__WHAT THIS TASK INVOLVES__: Report each line of the records below that holds the word "usize".

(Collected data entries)

'''

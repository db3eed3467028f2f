use std::path::{Path, PathBuf};
use std::time::Instant;

use serde::Serialize;
use tokio::fs::File;
use tokio::io::AsyncWriteExt;
use tokio::sync::mpsc;
use tracing::warn;

mod serde_base64 {
    use serde::Serializer;

    pub fn serialize<S: Serializer>(data: &[u8], serializer: S) -> Result<S::Ok, S::Error> {
        serializer.serialize_str(&data_encoding::BASE64.encode(data))
    }
}

/// Name of a forwarded channel request, logged before it reaches the
/// coordinator so the transcript records what was asked for even when the
/// payload itself isn't captured.
#[derive(Debug, Clone, Serialize)]
#[serde(tag = "kind")]
enum TranscriptEvent {
    Data {
        time: f32,
        #[serde(with = "serde_base64")]
        data: Vec<u8>,
    },
    Request {
        time: f32,
        request_type: String,
        want_reply: bool,
        payload_len: usize,
    },
}

/// Tees bytes written to the user and channel-request metadata to an
/// on-disk transcript. The file is opened lazily, once BIND_AUDIT resolves
/// the (start-time, actual_host, actual_user) tuple that names it.
pub struct SessionRecorder {
    start: Instant,
    tx: mpsc::UnboundedSender<TranscriptEvent>,
    closed: bool,
}

impl SessionRecorder {
    /// Opens `path` and starts the background writer task. `path` should
    /// already be derived from (start-time, actual_host, actual_user) by
    /// the caller; this type owns no naming policy of its own.
    pub async fn open(path: &Path) -> std::io::Result<Self> {
        let mut file = File::create(path).await?;
        let (tx, mut rx) = mpsc::unbounded_channel::<TranscriptEvent>();

        tokio::spawn(async move {
            while let Some(event) = rx.recv().await {
                let serialized = match serde_yaml::to_string(&event) {
                    Ok(s) => s,
                    Err(error) => {
                        warn!(%error, "failed to serialize transcript event");
                        continue;
                    }
                };
                if let Err(error) = file.write_all(serialized.as_bytes()).await {
                    warn!(%error, "failed to write transcript event");
                    break;
                }
                if let Err(error) = file.write_all(b"---\n").await {
                    warn!(%error, "failed to write transcript separator");
                    break;
                }
            }
        });

        Ok(Self {
            start: Instant::now(),
            tx,
            closed: false,
        })
    }

    fn elapsed(&self) -> f32 {
        self.start.elapsed().as_secs_f32()
    }

    pub fn record_data(&self, data: &[u8]) {
        if self.closed {
            return;
        }
        let _ = self.tx.send(TranscriptEvent::Data {
            time: self.elapsed(),
            data: data.to_vec(),
        });
    }

    pub fn record_request(&self, request_type: &str, want_reply: bool, payload_len: usize) {
        if self.closed {
            return;
        }
        let _ = self.tx.send(TranscriptEvent::Request {
            time: self.elapsed(),
            request_type: request_type.to_owned(),
            want_reply,
            payload_len,
        });
    }

    /// Idempotent: a second call is a no-op.
    pub fn close(&mut self) {
        self.closed = true;
    }
}

/// Derives the transcript path from (start-time, actual_host, actual_user),
/// the pure function named by the testable-properties section: given the
/// same three inputs it always names the same file.
pub fn transcript_path(recordings_dir: &Path, start_time: i64, actual_host: &str, actual_user: &str) -> PathBuf {
    recordings_dir.join(format!("{start_time}-{actual_host}-{actual_user}.yaml"))
}

#[cfg(test)]
mod tests {
    use super::*;

    #[test]
    fn transcript_path_is_pure() {
        let dir = Path::new("/tmp/recordings");
        let a = transcript_path(dir, 1000, "db1", "alice");
        let b = transcript_path(dir, 1000, "db1", "alice");
        assert_eq!(a, b);
        assert_eq!(a, Path::new("/tmp/recordings/1000-db1-alice.yaml"));
    }

    #[test]
    fn transcript_path_reflects_host_override() {
        let dir = Path::new("/tmp/recordings");
        let with_override = transcript_path(dir, 1000, "prod-db", "alice");
        let without = transcript_path(dir, 1000, "db1", "alice");
        assert_ne!(with_override, without);
        assert!(with_override.to_string_lossy().contains("prod-db"));
    }

    #[tokio::test]
    async fn record_after_close_is_noop() {
        let dir = tempdir();
        let path = dir.join("test.yaml");
        let mut recorder = SessionRecorder::open(&path).await.unwrap();
        recorder.close();
        recorder.record_data(b"ignored");
        // give the background task a chance to run, then confirm no panic
        tokio::task::yield_now().await;
    }

    fn tempdir() -> PathBuf {
        let mut dir = std::env::temp_dir();
        dir.push(format!("sshbastion-test-{}", uuid::Uuid::new_v4()));
        std::fs::create_dir_all(&dir).unwrap();
        dir
    }
}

'''

__ANSWER SECTION__:
        payload_len: usize,
    pub fn record_request(&self, request_type: &str, want_reply: bool, payload_len: usize) {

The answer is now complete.